(Records shown)

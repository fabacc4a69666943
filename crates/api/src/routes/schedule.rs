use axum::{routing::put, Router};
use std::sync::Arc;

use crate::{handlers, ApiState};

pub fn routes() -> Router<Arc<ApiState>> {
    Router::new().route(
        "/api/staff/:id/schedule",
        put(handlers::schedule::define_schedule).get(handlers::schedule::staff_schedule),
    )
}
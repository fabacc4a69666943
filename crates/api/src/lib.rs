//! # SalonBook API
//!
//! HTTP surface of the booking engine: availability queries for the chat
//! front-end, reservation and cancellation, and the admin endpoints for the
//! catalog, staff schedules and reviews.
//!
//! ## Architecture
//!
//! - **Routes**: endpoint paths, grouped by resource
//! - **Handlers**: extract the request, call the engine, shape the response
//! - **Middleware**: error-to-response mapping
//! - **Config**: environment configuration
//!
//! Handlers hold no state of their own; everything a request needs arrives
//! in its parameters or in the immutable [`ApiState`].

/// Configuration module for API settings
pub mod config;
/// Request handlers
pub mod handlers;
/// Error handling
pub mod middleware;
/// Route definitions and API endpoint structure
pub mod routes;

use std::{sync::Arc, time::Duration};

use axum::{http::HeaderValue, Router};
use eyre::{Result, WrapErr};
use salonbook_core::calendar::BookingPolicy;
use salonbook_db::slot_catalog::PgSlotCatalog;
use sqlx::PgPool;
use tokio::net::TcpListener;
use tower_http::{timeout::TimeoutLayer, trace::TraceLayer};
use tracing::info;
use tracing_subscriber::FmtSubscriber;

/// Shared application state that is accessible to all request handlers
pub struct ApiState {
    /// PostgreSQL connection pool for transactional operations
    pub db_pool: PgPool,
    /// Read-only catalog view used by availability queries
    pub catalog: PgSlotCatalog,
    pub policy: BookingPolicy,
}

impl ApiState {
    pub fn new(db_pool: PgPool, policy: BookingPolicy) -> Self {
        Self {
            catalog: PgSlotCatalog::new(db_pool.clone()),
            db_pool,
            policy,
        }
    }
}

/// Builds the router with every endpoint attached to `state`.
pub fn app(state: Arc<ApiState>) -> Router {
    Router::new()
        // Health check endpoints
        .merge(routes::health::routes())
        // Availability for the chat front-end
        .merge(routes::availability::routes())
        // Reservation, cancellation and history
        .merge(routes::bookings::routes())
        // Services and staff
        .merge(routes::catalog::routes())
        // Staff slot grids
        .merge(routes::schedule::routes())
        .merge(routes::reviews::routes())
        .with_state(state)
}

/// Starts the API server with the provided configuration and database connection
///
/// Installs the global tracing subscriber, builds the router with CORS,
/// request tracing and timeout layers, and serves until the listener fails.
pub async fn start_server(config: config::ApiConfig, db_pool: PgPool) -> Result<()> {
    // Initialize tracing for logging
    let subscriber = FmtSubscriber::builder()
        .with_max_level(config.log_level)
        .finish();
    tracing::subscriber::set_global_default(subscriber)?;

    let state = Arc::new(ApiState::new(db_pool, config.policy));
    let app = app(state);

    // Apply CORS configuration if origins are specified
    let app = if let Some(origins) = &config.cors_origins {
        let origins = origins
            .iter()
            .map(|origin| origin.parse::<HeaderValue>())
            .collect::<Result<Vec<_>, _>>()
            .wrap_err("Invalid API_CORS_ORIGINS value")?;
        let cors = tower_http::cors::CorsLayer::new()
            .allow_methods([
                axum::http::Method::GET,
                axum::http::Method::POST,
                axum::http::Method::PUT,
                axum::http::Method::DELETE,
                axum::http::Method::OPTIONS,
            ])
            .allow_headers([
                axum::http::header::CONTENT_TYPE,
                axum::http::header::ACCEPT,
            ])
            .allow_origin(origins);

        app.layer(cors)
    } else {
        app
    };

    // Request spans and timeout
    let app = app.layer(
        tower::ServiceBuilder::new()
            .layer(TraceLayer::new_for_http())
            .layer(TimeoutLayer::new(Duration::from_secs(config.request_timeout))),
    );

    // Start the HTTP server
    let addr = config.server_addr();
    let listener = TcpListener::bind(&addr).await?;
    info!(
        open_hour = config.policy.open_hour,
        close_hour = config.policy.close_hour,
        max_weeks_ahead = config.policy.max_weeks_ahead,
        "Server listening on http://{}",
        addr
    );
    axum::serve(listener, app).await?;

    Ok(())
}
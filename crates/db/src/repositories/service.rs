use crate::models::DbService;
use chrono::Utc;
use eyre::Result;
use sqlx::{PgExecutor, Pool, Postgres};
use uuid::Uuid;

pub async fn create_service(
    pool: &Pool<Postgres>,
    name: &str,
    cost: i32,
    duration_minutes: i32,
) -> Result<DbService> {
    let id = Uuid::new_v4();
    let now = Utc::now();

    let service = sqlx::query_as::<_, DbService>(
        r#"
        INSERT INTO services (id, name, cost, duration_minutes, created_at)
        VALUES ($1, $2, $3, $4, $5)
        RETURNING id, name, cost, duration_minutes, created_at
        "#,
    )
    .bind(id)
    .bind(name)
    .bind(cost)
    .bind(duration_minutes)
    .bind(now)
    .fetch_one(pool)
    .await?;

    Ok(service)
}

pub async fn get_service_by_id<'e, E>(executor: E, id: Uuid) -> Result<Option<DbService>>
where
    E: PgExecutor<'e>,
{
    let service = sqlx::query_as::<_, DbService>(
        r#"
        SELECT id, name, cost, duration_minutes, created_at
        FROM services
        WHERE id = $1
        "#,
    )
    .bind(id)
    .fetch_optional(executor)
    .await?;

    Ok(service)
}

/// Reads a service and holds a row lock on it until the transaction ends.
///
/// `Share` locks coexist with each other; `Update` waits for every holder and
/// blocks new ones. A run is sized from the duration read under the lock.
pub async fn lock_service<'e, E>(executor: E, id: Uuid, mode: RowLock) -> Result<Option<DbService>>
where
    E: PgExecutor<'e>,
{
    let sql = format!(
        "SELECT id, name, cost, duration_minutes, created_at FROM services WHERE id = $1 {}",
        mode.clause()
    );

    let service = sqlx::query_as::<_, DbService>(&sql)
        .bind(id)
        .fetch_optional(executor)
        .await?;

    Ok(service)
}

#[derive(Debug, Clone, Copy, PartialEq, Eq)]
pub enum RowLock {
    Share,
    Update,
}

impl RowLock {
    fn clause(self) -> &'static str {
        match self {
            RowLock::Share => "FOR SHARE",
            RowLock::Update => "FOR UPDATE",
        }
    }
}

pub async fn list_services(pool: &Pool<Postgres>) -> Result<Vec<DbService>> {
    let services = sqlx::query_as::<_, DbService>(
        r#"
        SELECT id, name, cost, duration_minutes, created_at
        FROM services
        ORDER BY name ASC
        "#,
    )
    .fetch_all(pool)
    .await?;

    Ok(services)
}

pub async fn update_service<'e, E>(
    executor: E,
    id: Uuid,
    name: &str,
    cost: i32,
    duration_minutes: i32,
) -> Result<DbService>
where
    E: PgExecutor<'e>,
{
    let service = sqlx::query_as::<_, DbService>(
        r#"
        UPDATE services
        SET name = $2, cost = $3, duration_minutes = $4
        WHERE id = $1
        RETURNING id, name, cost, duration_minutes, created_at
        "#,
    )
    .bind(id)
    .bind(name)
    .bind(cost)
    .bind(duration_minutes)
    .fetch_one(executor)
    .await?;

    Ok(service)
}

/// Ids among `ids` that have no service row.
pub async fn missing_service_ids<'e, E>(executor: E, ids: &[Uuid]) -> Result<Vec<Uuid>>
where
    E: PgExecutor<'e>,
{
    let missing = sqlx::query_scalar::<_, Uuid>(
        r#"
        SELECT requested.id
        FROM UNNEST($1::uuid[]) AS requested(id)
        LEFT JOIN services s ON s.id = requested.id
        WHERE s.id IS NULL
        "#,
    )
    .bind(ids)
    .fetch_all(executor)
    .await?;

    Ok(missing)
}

(End Records shown)

To do: Reproduce the entries above in full, so that each one reads exactly as before.

Result of the task:
repository fabacc4a69666943
filename crates/api/src/routes/schedule.rs
use axum::{routing::put, Router};
use std::sync::Arc;

use crate::{handlers, ApiState};

pub fn routes() -> Router<Arc<ApiState>> {
    Router::new().route(
        "/api/staff/:id/schedule",
        put(handlers::schedule::define_schedule).get(handlers::schedule::staff_schedule),
    )
}
repository fabacc4a69666943
filename crates/api/src/lib.rs
//! # SalonBook API
//!
//! HTTP surface of the booking engine: availability queries for the chat
//! front-end, reservation and cancellation, and the admin endpoints for the
//! catalog, staff schedules and reviews.
//!
//! ## Architecture
//!
//! - **Routes**: endpoint paths, grouped by resource
//! - **Handlers**: extract the request, call the engine, shape the response
//! - **Middleware**: error-to-response mapping
//! - **Config**: environment configuration
//!
//! Handlers hold no state of their own; everything a request needs arrives
//! in its parameters or in the immutable [`ApiState`].

/// Configuration module for API settings
pub mod config;
/// Request handlers
pub mod handlers;
/// Error handling
pub mod middleware;
/// Route definitions and API endpoint structure
pub mod routes;

use std::{sync::Arc, time::Duration};

use axum::{http::HeaderValue, Router};
use eyre::{Result, WrapErr};
use salonbook_core::calendar::BookingPolicy;
use salonbook_db::slot_catalog::PgSlotCatalog;
use sqlx::PgPool;
use tokio::net::TcpListener;
use tower_http::{timeout::TimeoutLayer, trace::TraceLayer};
use tracing::info;
use tracing_subscriber::FmtSubscriber;

/// Shared application state that is accessible to all request handlers
pub struct ApiState {
    /// PostgreSQL connection pool for transactional operations
    pub db_pool: PgPool,
    /// Read-only catalog view used by availability queries
    pub catalog: PgSlotCatalog,
    pub policy: BookingPolicy,
}

impl ApiState {
    pub fn new(db_pool: PgPool, policy: BookingPolicy) -> Self {
        Self {
            catalog: PgSlotCatalog::new(db_pool.clone()),
            db_pool,
            policy,
        }
    }
}

/// Builds the router with every endpoint attached to `state`.
pub fn app(state: Arc<ApiState>) -> Router {
    Router::new()
        // Health check endpoints
        .merge(routes::health::routes())
        // Availability for the chat front-end
        .merge(routes::availability::routes())
        // Reservation, cancellation and history
        .merge(routes::bookings::routes())
        // Services and staff
        .merge(routes::catalog::routes())
        // Staff slot grids
        .merge(routes::schedule::routes())
        .merge(routes::reviews::routes())
        .with_state(state)
}

/// Starts the API server with the provided configuration and database connection
///
/// Installs the global tracing subscriber, builds the router with CORS,
/// request tracing and timeout layers, and serves until the listener fails.
pub async fn start_server(config: config::ApiConfig, db_pool: PgPool) -> Result<()> {
    // Initialize tracing for logging
    let subscriber = FmtSubscriber::builder()
        .with_max_level(config.log_level)
        .finish();
    tracing::subscriber::set_global_default(subscriber)?;

    let state = Arc::new(ApiState::new(db_pool, config.policy));
    let app = app(state);

    // Apply CORS configuration if origins are specified
    let app = if let Some(origins) = &config.cors_origins {
        let origins = origins
            .iter()
            .map(|origin| origin.parse::<HeaderValue>())
            .collect::<Result<Vec<_>, _>>()
            .wrap_err("Invalid API_CORS_ORIGINS value")?;
        let cors = tower_http::cors::CorsLayer::new()
            .allow_methods([
                axum::http::Method::GET,
                axum::http::Method::POST,
                axum::http::Method::PUT,
                axum::http::Method::DELETE,
                axum::http::Method::OPTIONS,
            ])
            .allow_headers([
                axum::http::header::CONTENT_TYPE,
                axum::http::header::ACCEPT,
            ])
            .allow_origin(origins);

        app.layer(cors)
    } else {
        app
    };

    // Request spans and timeout
    let app = app.layer(
        tower::ServiceBuilder::new()
            .layer(TraceLayer::new_for_http())
            .layer(TimeoutLayer::new(Duration::from_secs(config.request_timeout))),
    );

    // Start the HTTP server
    let addr = config.server_addr();
    let listener = TcpListener::bind(&addr).await?;
    info!(
        open_hour = config.policy.open_hour,
        close_hour = config.policy.close_hour,
        max_weeks_ahead = config.policy.max_weeks_ahead,
        "Server listening on http://{}",
        addr
    );
    axum::serve(listener, app).await?;

    Ok(())
}
filename crates/db/src/repositories/service.rs
use crate::models::DbService;
use chrono::Utc;
use eyre::Result;
use sqlx::{PgExecutor, Pool, Postgres};
use uuid::Uuid;

pub async fn create_service(
    pool: &Pool<Postgres>,
    name: &str,
    cost: i32,
    duration_minutes: i32,
) -> Result<DbService> {
    let id = Uuid::new_v4();
    let now = Utc::now();

    let service = sqlx::query_as::<_, DbService>(
        r#"
        INSERT INTO services (id, name, cost, duration_minutes, created_at)
        VALUES ($1, $2, $3, $4, $5)
        RETURNING id, name, cost, duration_minutes, created_at
        "#,
    )
    .bind(id)
    .bind(name)
    .bind(cost)
    .bind(duration_minutes)
    .bind(now)
    .fetch_one(pool)
    .await?;

    Ok(service)
}

pub async fn get_service_by_id<'e, E>(executor: E, id: Uuid) -> Result<Option<DbService>>
where
    E: PgExecutor<'e>,
{
    let service = sqlx::query_as::<_, DbService>(
        r#"
        SELECT id, name, cost, duration_minutes, created_at
        FROM services
        WHERE id = $1
        "#,
    )
    .bind(id)
    .fetch_optional(executor)
    .await?;

    Ok(service)
}

/// Reads a service and holds a row lock on it until the transaction ends.
///
/// `Share` locks coexist with each other; `Update` waits for every holder and
/// blocks new ones. A run is sized from the duration read under the lock.
pub async fn lock_service<'e, E>(executor: E, id: Uuid, mode: RowLock) -> Result<Option<DbService>>
where
    E: PgExecutor<'e>,
{
    let sql = format!(
        "SELECT id, name, cost, duration_minutes, created_at FROM services WHERE id = $1 {}",
        mode.clause()
    );

    let service = sqlx::query_as::<_, DbService>(&sql)
        .bind(id)
        .fetch_optional(executor)
        .await?;

    Ok(service)
}

#[derive(Debug, Clone, Copy, PartialEq, Eq)]
pub enum RowLock {
    Share,
    Update,
}

impl RowLock {
    fn clause(self) -> &'static str {
        match self {
            RowLock::Share => "FOR SHARE",
            RowLock::Update => "FOR UPDATE",
        }
    }
}

pub async fn list_services(pool: &Pool<Postgres>) -> Result<Vec<DbService>> {
    let services = sqlx::query_as::<_, DbService>(
        r#"
        SELECT id, name, cost, duration_minutes, created_at
        FROM services
        ORDER BY name ASC
        "#,
    )
    .fetch_all(pool)
    .await?;

    Ok(services)
}

pub async fn update_service<'e, E>(
    executor: E,
    id: Uuid,
    name: &str,
    cost: i32,
    duration_minutes: i32,
) -> Result<DbService>
where
    E: PgExecutor<'e>,
{
    let service = sqlx::query_as::<_, DbService>(
        r#"
        UPDATE services
        SET name = $2, cost = $3, duration_minutes = $4
        WHERE id = $1
        RETURNING id, name, cost, duration_minutes, created_at
        "#,
    )
    .bind(id)
    .bind(name)
    .bind(cost)
    .bind(duration_minutes)
    .fetch_one(executor)
    .await?;

    Ok(service)
}

/// Ids among `ids` that have no service row.
pub async fn missing_service_ids<'e, E>(executor: E, ids: &[Uuid]) -> Result<Vec<Uuid>>
where
    E: PgExecutor<'e>,
{
    let missing = sqlx::query_scalar::<_, Uuid>(
        r#"
        SELECT requested.id
        FROM UNNEST($1::uuid[]) AS requested(id)
        LEFT JOIN services s ON s.id = requested.id
        WHERE s.id IS NULL
        "#,
    )
    .bind(ids)
    .fetch_all(executor)
    .await?;

    Ok(missing)
}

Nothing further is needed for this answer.